Color bomb

I found a snapshot of the following leaderboard (link) in a newsletter in my inbox.

Openrouter_leaderboard_stackedcolumns

This chart ranks different AIs (foundational models) by token usage (which is the unit by which AI companies charge users).

It's a standard stacked column chart, with data aggregated by week. The colors represent different foundational models.

In the original webpage, there is a table printed below, listing the top 20 model names, ordered from the most tokens used.

Openrouter_leaderboard_table

Certain AI models have come and gone (e.g. the yellow and blue ones at the bottom of the chart in the first half). The model in pink has been the front runner through all weeks.

Total usage has been rising, although it might be flattening, which is the point made by the newsletter publisher.

***

A curiosity is the gray shaded section on the far right - it represents the projected total token usage for the days that have not yet passed during the current week. This is one of those additions that I like to see more often. If the developer had chosen to plot the raw data and nothing more, then they would have made the same chart except for the gray section. On that chart, the last column should not be compared to any other column as it is the only one that encodes a partial week.

This added gray section addresses the specific question: whether the total token usage for the current week is on pace with prior weeks, or faster or slower. (The accuracy of the projection is a different matter, which I won't discuss.)

This added gray section leaves another set of questions unanswered. The chart suggests that the total token usage is expected to exceed the values for the prior few weeks, at the time it was frozen. We naturally want to know which models are contributing to this projected growth (and which aren't). The current design cannot address this issue because the projected additional usage is aggregated, and not available at the model level.

While it "tops up" the weekly total usage using a projected value, the chart does not show how many days are remaining. That's an important piece of information for interpreting the projection.

***

Now, we come to the good part, for those of us who loves details.
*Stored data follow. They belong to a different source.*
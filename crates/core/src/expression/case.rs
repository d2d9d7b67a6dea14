// SPDX-License-Identifier: AGPL-3.0-or-later
// Copyright (c) 2025 ReifyDB

use strata_type::Type;

use crate::expression::Expression;

/// One `WHEN <condition> THEN <result>` branch.
#[derive(Debug, Clone, PartialEq)]
pub struct WhenClause {
	pub condition: Expression,
	pub result: Expression,
}

/// Searched conditional expression with ordered, first-match-wins branches.
///
/// Branch and else types are not validated against each other; the planner
/// building the node is responsible for that.
#[derive(Debug, Clone, Default, PartialEq)]
pub struct CaseExpression {
	whens: Vec<WhenClause>,
	else_result: Option<Box<Expression>>,
}

impl CaseExpression {
	pub fn new() -> Self {
		Self::default()
	}

	/// Appends a branch after all previously added ones.
	pub fn add_when(&mut self, condition: Expression, result: Expression) {
		self.whens.push(WhenClause {
			condition,
			result,
		});
	}

	pub fn with_when(mut self, condition: Expression, result: Expression) -> Self {
		self.add_when(condition, result);
		self
	}

	pub fn set_else(&mut self, else_result: Expression) {
		self.else_result = Some(Box::new(else_result));
	}

	pub fn with_else(mut self, else_result: Expression) -> Self {
		self.set_else(else_result);
		self
	}

	pub fn whens(&self) -> &[WhenClause] {
		&self.whens
	}

	pub fn else_result(&self) -> Option<&Expression> {
		self.else_result.as_deref()
	}

	/// Types of the first branch's result only.
	pub fn output_types(&self) -> Vec<Type> {
		match (self.whens.first(), self.else_result()) {
			(Some(when), _) => when.result.output_types(),
			(None, Some(else_result)) => else_result.output_types(),
			(None, None) => vec![Type::Null],
		}
	}
}

#[cfg(test)]
mod tests {
	use strata_type::Datum;

	use super::*;
	use crate::expression::BinaryOperator;

	fn cond(l: i32, r: i32) -> Expression {
		Expression::binary(BinaryOperator::Equal, Expression::constant(Datum::int(l)), Expression::constant(Datum::int(r)))
	}

	mod equality {
		use super::*;

		#[test]
		fn test_both_without_else() {
			let left = CaseExpression::new().with_when(cond(1, 2), Expression::constant(Datum::text("a")));
			let right = CaseExpression::new().with_when(cond(1, 2), Expression::constant(Datum::text("a")));
			assert_eq!(left, right);
		}

		#[test]
		fn test_else_against_no_else() {
			let left = CaseExpression::new().with_when(cond(1, 2), Expression::constant(Datum::text("a")));
			let right = left.clone().with_else(Expression::constant(Datum::text("c")));
			assert_ne!(left, right);
			assert_ne!(right, left);
		}

		#[test]
		fn test_same_else() {
			let left = CaseExpression::new()
				.with_when(cond(1, 2), Expression::constant(Datum::text("a")))
				.with_else(Expression::constant(Datum::text("c")));
			assert_eq!(left.clone(), left);
		}

		#[test]
		fn test_branch_order_matters() {
			let a = CaseExpression::new()
				.with_when(cond(1, 1), Expression::constant(Datum::int(1)))
				.with_when(cond(2, 2), Expression::constant(Datum::int(2)));
			let b = CaseExpression::new()
				.with_when(cond(2, 2), Expression::constant(Datum::int(2)))
				.with_when(cond(1, 1), Expression::constant(Datum::int(1)));
			assert_ne!(a, b);
		}

		#[test]
		fn test_prefix_is_not_equal() {
			let short = CaseExpression::new().with_when(cond(1, 1), Expression::constant(Datum::int(1)));
			let long = short.clone().with_when(cond(2, 2), Expression::constant(Datum::int(2)));
			assert_ne!(short, long);
			assert_ne!(long, short);
		}
	}

	mod output_types {
		use super::*;

		#[test]
		fn test_first_branch_decides() {
			let case = CaseExpression::new()
				.with_when(cond(1, 1), Expression::constant(Datum::text("a")))
				.with_when(cond(2, 2), Expression::constant(Datum::int(2)))
				.with_else(Expression::constant(Datum::double(1.0)));
			assert_eq!(case.output_types(), vec![Type::Text]);
		}

		#[test]
		fn test_without_branches() {
			assert_eq!(CaseExpression::new().output_types(), vec![Type::Null]);
			let case = CaseExpression::new().with_else(Expression::constant(Datum::long(1i64)));
			assert_eq!(case.output_types(), vec![Type::Long]);
		}
	}

	#[test]
	fn test_set_else_replaces() {
		let mut case = CaseExpression::new();
		case.set_else(Expression::constant(Datum::int(1)));
		case.set_else(Expression::constant(Datum::int(2)));
		assert_eq!(case.else_result(), Some(&Expression::constant(Datum::int(2))));
	}
}
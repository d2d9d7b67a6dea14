// SPDX-License-Identifier: AGPL-3.0-or-later
// Copyright (c) 2025 ReifyDB

use crate::{
	Datum, Result, Type, TypeError, return_error,
	value::ordered_float::{OrderedF32, OrderedF64},
};

impl Datum {
	/// Wire width of this value in bytes.
	pub fn size(&self) -> usize {
		match self {
			Datum::Text(value) => value.len(),
			Datum::Bytes(value) => value.len(),
			other => other.get_type().fixed_width().unwrap_or(0),
		}
	}

	/// Big-endian encoding of exactly [`Datum::size`] bytes.
	pub fn as_byte_array(&self) -> Vec<u8> {
		match self {
			Datum::Null => vec![],
			Datum::Boolean(value) => vec![u8::from(*value)],
			Datum::Byte(value) => value.to_be_bytes().to_vec(),
			Datum::Short(value) => value.to_be_bytes().to_vec(),
			Datum::Int(value) => value.to_be_bytes().to_vec(),
			Datum::Long(value) => value.to_be_bytes().to_vec(),
			Datum::Float(value) => value.value().to_be_bytes().to_vec(),
			Datum::Double(value) => value.value().to_be_bytes().to_vec(),
			Datum::Char(value) => vec![*value],
			Datum::Text(value) => value.as_bytes().to_vec(),
			Datum::Bytes(value) => value.clone(),
		}
	}

	/// Reverses [`Datum::as_byte_array`] for a value of the given type.
	pub fn decode(ty: Type, bytes: &[u8]) -> Result<Datum> {
		if let Some(expected) = ty.fixed_width() {
			if bytes.len() != expected {
				return Err(TypeError::InvalidEncoding {
					ty,
					expected,
					actual: bytes.len(),
				}
				.into());
			}
		}

		Ok(match ty {
			Type::Null => Datum::Null,
			Type::Boolean => match bytes[0] {
				0 => Datum::Boolean(false),
				1 => Datum::Boolean(true),
				byte => {
					return Err(TypeError::InvalidBoolean {
						byte,
					}
					.into());
				}
			},
			Type::Byte => Datum::Byte(i8::from_be_bytes([bytes[0]])),
			Type::Short => Datum::Short(i16::from_be_bytes(fixed(bytes))),
			Type::Int => Datum::Int(i32::from_be_bytes(fixed(bytes))),
			Type::Long => Datum::Long(i64::from_be_bytes(fixed(bytes))),
			Type::Float => match OrderedF32::try_from(f32::from_be_bytes(fixed(bytes))) {
				Ok(value) => Datum::Float(value),
				Err(_) => return_error!(TypeError::InvalidFloat {
					ty
				}),
			},
			Type::Double => match OrderedF64::try_from(f64::from_be_bytes(fixed(bytes))) {
				Ok(value) => Datum::Double(value),
				Err(_) => return_error!(TypeError::InvalidFloat {
					ty
				}),
			},
			Type::Char => Datum::Char(bytes[0]),
			Type::Text => match std::str::from_utf8(bytes) {
				Ok(text) => Datum::Text(text.to_string()),
				Err(_) => {
					return Err(TypeError::InvalidUtf8 {
						from: Type::Text,
					}
					.into());
				}
			},
			Type::Bytes => Datum::Bytes(bytes.to_vec()),
		})
	}
}

fn fixed<const N: usize>(bytes: &[u8]) -> [u8; N] {
	let mut result = [0u8; N];
	result.copy_from_slice(&bytes[..N]);
	result
}

#[cfg(test)]
mod tests {
	use super::*;

	fn every_kind() -> Vec<Datum> {
		vec![
			Datum::null(),
			Datum::bool(false),
			Datum::byte(-1i8),
			Datum::short(i16::MIN),
			Datum::int(123_456),
			Datum::long(-9_876_543_210i64),
			Datum::float(-0.75f32),
			Datum::double(1e300),
			Datum::char(b'A'),
			Datum::text("héllo"),
			Datum::bytes(vec![1, 2, 3, 4, 5]),
		]
	}

	#[test]
	fn test_size_matches_encoded_length() {
		for datum in every_kind() {
			assert_eq!(datum.size(), datum.as_byte_array().len(), "size mismatch for {:?}", datum.get_type());
		}
	}

	#[test]
	fn test_fixed_kinds_encode_declared_width() {
		for datum in every_kind() {
			if let Some(width) = datum.get_type().fixed_width() {
				assert_eq!(datum.as_byte_array().len(), width, "{:?}", datum.get_type());
			}
		}
	}

	#[test]
	fn test_short_is_two_bytes() {
		assert_eq!(Datum::short(0x0102i16).as_byte_array(), vec![0x01, 0x02]);
	}

	#[test]
	fn test_decode_restores_value() {
		for datum in every_kind() {
			let decoded = Datum::decode(datum.get_type(), &datum.as_byte_array()).unwrap();
			assert_eq!(decoded, datum);
		}
	}

	#[test]
	fn test_decode_rejects_wrong_width() {
		let err = Datum::decode(Type::Short, &[0, 0, 0, 1]).unwrap_err();
		assert_eq!(err.code(), "ENCODING_001");
	}

	#[test]
	fn test_decode_rejects_invalid_boolean() {
		let err = Datum::decode(Type::Boolean, &[7]).unwrap_err();
		assert_eq!(err.code(), "ENCODING_002");
	}

	#[test]
	fn test_decode_rejects_nan() {
		let err = Datum::decode(Type::Double, &f64::NAN.to_be_bytes()).unwrap_err();
		assert_eq!(err.code(), "ENCODING_003");

		let err = Datum::decode(Type::Float, &f32::NAN.to_be_bytes()).unwrap_err();
		assert_eq!(err.code(), "ENCODING_003");
	}
}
A major weakness of these stacked column charts is of course the dizzy set of colors required, one for each model. Some of the shades are so similar it's hard to tell if they repeated colors. Are these two different blues or the same blue?

Openrouter_leaderboard_blues

Besides, the visualization software has a built-in feature that "softens" a color when it is clicked on. This feature introduces unpleasant surprises as that soft shade might have been used for another category.
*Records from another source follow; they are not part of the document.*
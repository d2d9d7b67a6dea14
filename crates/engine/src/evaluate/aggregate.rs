// SPDX-License-Identifier: AGPL-3.0-or-later
// Copyright (c) 2025 ReifyDB

use std::cmp::Ordering;

use strata_core::expression::{AggregateFunction, BinaryOperator};
use strata_type::{Datum, Result, Type, TypeError, return_error};

use crate::{
	EvaluateError,
	evaluate::binary::{compare, finite_double},
};

/// Running state of one aggregate call.
///
/// Nulls are skipped by every function except `count(*)`, which counts rows
/// rather than values.
#[derive(Debug, Clone, PartialEq)]
pub enum Accumulator {
	Count(i64),
	Sum(Option<Datum>),
	Min(Option<Datum>),
	Max(Option<Datum>),
	Avg {
		sum: f64,
		count: i64,
	},
}

impl Accumulator {
	pub fn new(function: AggregateFunction) -> Self {
		match function {
			AggregateFunction::Count => Accumulator::Count(0),
			AggregateFunction::Sum => Accumulator::Sum(None),
			AggregateFunction::Min => Accumulator::Min(None),
			AggregateFunction::Max => Accumulator::Max(None),
			AggregateFunction::Avg => Accumulator::Avg {
				sum: 0.0,
				count: 0,
			},
		}
	}

	/// Counts one row for `count(*)`.
	pub fn count_row(&mut self) {
		if let Accumulator::Count(count) = self {
			*count += 1;
		}
	}

	pub fn fold(&mut self, value: Datum) -> Result<()> {
		if value.is_null() {
			return Ok(());
		}
		match self {
			Accumulator::Count(count) => *count += 1,
			Accumulator::Sum(sum) => {
				let next = match sum {
					None => widen_sum(&value)?,
					Some(current) => add(current, &value)?,
				};
				*sum = Some(next);
			}
			Accumulator::Min(min) => replace_if(min, value, Ordering::Less)?,
			Accumulator::Max(max) => replace_if(max, value, Ordering::Greater)?,
			Accumulator::Avg {
				sum,
				count,
			} => {
				require_numeric(&value, "avg")?;
				let next = *sum + value.as_double()?;
				if !next.is_finite() {
					return_error!(EvaluateError::ArithmeticOverflow {
						operator: BinaryOperator::Add,
						ty: Type::Double,
					});
				}
				*sum = next;
				*count += 1;
			}
		}
		Ok(())
	}

	pub fn result(&self) -> Datum {
		match self {
			Accumulator::Count(count) => Datum::Long(*count),
			Accumulator::Sum(sum) | Accumulator::Min(sum) | Accumulator::Max(sum) => {
				sum.clone().unwrap_or(Datum::Null)
			}
			Accumulator::Avg {
				count: 0,
				..
			} => Datum::Null,
			Accumulator::Avg {
				sum,
				count,
			} => Datum::double(*sum / *count as f64),
		}
	}
}

fn replace_if(slot: &mut Option<Datum>, value: Datum, wanted: Ordering) -> Result<()> {
	let replace = match slot {
		None => true,
		Some(current) => compare(&value, current)? == wanted,
	};
	if replace {
		*slot = Some(value);
	}
	Ok(())
}

fn require_numeric(value: &Datum, function: &str) -> Result<()> {
	if !value.get_type().is_numeric() {
		return_error!(TypeError::UnsupportedType {
			ty: value.get_type(),
			operation: function.to_string(),
		});
	}
	Ok(())
}

/// First value of a sum, widened to `LONG` or `DOUBLE`.
fn widen_sum(value: &Datum) -> Result<Datum> {
	require_numeric(value, "sum")?;
	if value.get_type().is_floating() {
		finite_double(BinaryOperator::Add, value.as_double()?)
	} else {
		Ok(Datum::Long(value.as_long()?))
	}
}

fn add(current: &Datum, value: &Datum) -> Result<Datum> {
	let value = widen_sum(value)?;
	match (current, &value) {
		(Datum::Long(l), Datum::Long(r)) => match l.checked_add(*r) {
			Some(sum) => Ok(Datum::Long(sum)),
			None => Err(EvaluateError::ArithmeticOverflow {
				operator: BinaryOperator::Add,
				ty: Type::Long,
			}
			.into()),
		},
		_ => finite_double(BinaryOperator::Add, current.as_double()? + value.as_double()?),
	}
}
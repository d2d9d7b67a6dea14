// SPDX-License-Identifier: AGPL-3.0-or-later
// Copyright (c) 2025 ReifyDB

use strata_type::{Datum, Type, can_coerce};

fn representatives(ty: Type) -> Vec<Datum> {
	match ty {
		Type::Boolean => vec![Datum::bool(true), Datum::bool(false)],
		Type::Byte => vec![Datum::byte(i8::MIN), Datum::byte(0i8), Datum::byte(i8::MAX)],
		Type::Short => vec![Datum::short(i16::MIN), Datum::short(7i16), Datum::short(i16::MAX)],
		Type::Int => vec![Datum::int(i32::MIN), Datum::int(0), Datum::int(i32::MAX)],
		Type::Long => vec![Datum::long(i64::MIN), Datum::long(42i64), Datum::long(i64::MAX)],
		Type::Float => vec![Datum::float(f32::MIN), Datum::float(0.1f32), Datum::float(f32::INFINITY)],
		Type::Double => vec![Datum::double(f64::MIN_POSITIVE), Datum::double(-3.5)],
		Type::Char => vec![Datum::char(b'a'), Datum::char(0)],
		Type::Text => vec![Datum::text(""), Datum::text("multi byte ✓")],
		Type::Bytes => vec![Datum::bytes(vec![]), Datum::bytes(vec![0xde, 0xad, 0xbe, 0xef])],
		Type::Null => vec![Datum::null()],
	}
}

#[test]
fn test_every_kind_declares_its_encoded_width() {
	for ty in Type::ALL {
		for datum in representatives(ty) {
			let encoded = datum.as_byte_array();
			assert_eq!(datum.size(), encoded.len(), "{ty}: size() disagrees with as_byte_array()");
			if let Some(width) = ty.fixed_width() {
				assert_eq!(encoded.len(), width, "{ty}: encoded width differs from declared width");
			}
		}
	}
}

#[test]
fn test_accessors_outside_the_table_never_default() {
	for ty in Type::ALL {
		for datum in representatives(ty) {
			let checks: [(Type, bool); 10] = [
				(Type::Boolean, datum.as_bool().is_ok()),
				(Type::Byte, datum.as_byte().is_ok()),
				(Type::Short, datum.as_short().is_ok()),
				(Type::Int, datum.as_int().is_ok()),
				(Type::Long, datum.as_long().is_ok()),
				(Type::Float, datum.as_float().is_ok()),
				(Type::Double, datum.as_double().is_ok()),
				(Type::Char, datum.as_char().is_ok()),
				(Type::Text, datum.as_text().is_ok()),
				(Type::Bytes, datum.as_bytes().is_ok()),
			];
			for (target, ok) in checks {
				assert_eq!(ok, can_coerce(ty, target), "{ty} -> {target} for {datum:?}");
			}
		}
	}
}

#[test]
fn test_failed_accessor_reports_invalid_cast() {
	let err = Datum::double(1.0).as_int().unwrap_err();
	assert_eq!(err.code(), "CAST_001");
	assert_eq!(err.message, "cannot cast DOUBLE to INT");
}

#[test]
fn test_datum_serializes_with_kind_tag() {
	let json = serde_json::to_string(&Datum::short(5i16)).unwrap();
	assert_eq!(json, r#"{"Short":5}"#);

	let back: Datum = serde_json::from_str(r#"{"Double":2.5}"#).unwrap();
	assert_eq!(back, Datum::double(2.5));
}
// SPDX-License-Identifier: AGPL-3.0-or-later
// Copyright (c) 2025 ReifyDB

use strata_core::{Schema, Tuple};
use strata_type::Type;

use crate::RowBuilder;

/// Columns of the `orders` fixture, in ordinal order.
pub const ORDERS_COLUMNS: [(&str, Type); 5] = [
	("id", Type::Int),
	("customer", Type::Text),
	("amount", Type::Long),
	("discount", Type::Double),
	("express", Type::Boolean),
];

/// Catalog with the columns of [`ORDERS_COLUMNS`].
pub fn orders() -> Schema {
	let mut schema = Schema::new();
	for (name, ty) in ORDERS_COLUMNS {
		schema.add_column(name, ty).expect("fixture columns are unique");
	}
	schema
}

/// Six orders; customer `carol` has no discount and order 5 has no amount.
pub fn orders_rows() -> Vec<Tuple> {
	vec![
		RowBuilder::new().int(1).text("alice").long(120).double(0.1).bool(true).build(),
		RowBuilder::new().int(2).text("bob").long(40).double(0.0).bool(false).build(),
		RowBuilder::new().int(3).text("carol").long(75).null().bool(false).build(),
		RowBuilder::new().int(4).text("alice").long(310).double(0.25).bool(true).build(),
		RowBuilder::new().int(5).text("dave").null().double(0.05).bool(false).build(),
		RowBuilder::new().int(6).text("bob").long(15).double(0.0).bool(true).build(),
	]
}
// SPDX-License-Identifier: AGPL-3.0-or-later
// Copyright (c) 2025 ReifyDB

#![cfg_attr(not(debug_assertions), deny(warnings))]

pub use builder::{TracingBuilder, TracingConfig, TracingFormat};
pub use error::TracingError;
pub use factory::{TracingConfigurator, TracingFactory};

mod builder;
mod error;
mod factory;
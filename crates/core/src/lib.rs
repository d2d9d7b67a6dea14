// SPDX-License-Identifier: AGPL-3.0-or-later
// Copyright (c) 2025 ReifyDB

#![cfg_attr(not(debug_assertions), deny(warnings))]

pub use error::CatalogError;
pub use interface::{Column, ColumnCatalog, Row};
pub use schema::Schema;
pub use strata_type::{Datum, Error, Result, Type};
pub use tuple::Tuple;

mod error;
pub mod expression;
pub mod interface;
mod schema;
mod tuple;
Openrouter_aimodels_ranking_mutedcolors

It appears that the series is running sideways (following the superimposed gray line) when in fact the first section is a softened red associated with the series that went higher (following the white line).

It's near impossible to work with so many colors. If you extract the underlying data, you find that they show 10 values per day across 24 weeks. Because the AI companies are busy launching new models, the dataset contains 40 unique model names, which imply they needed 40 different shades on this one chart. (Double that to 80 shades if we add the colors on click variations.)

***

I hope some of you have noticed something else. Earlier, I mentioned the model in pink as the most popular AI model but if you take a closer look, this pink section actually represents a mostly useless catch-all category called "Others," that presumably aggregates the token usages of a range of less popular models. In this design, the Others category is catching an undeserved amount of attention.

It's unclear how the models are ordered within each column. The developer did not group together different generations of models by the same developer. Anthropic Claude has many entries: Sonnet 4 [green], Sonnet 3.5 [blue], Sonnet 3.5 (self-moderated) [yellow], Sonnet 3.7 (thinking) [pink], Sonnet 3.7 [violet], Sonnet 3.7 (self-moderated) [cyan], etc. The same for OpenAI, Google, etc.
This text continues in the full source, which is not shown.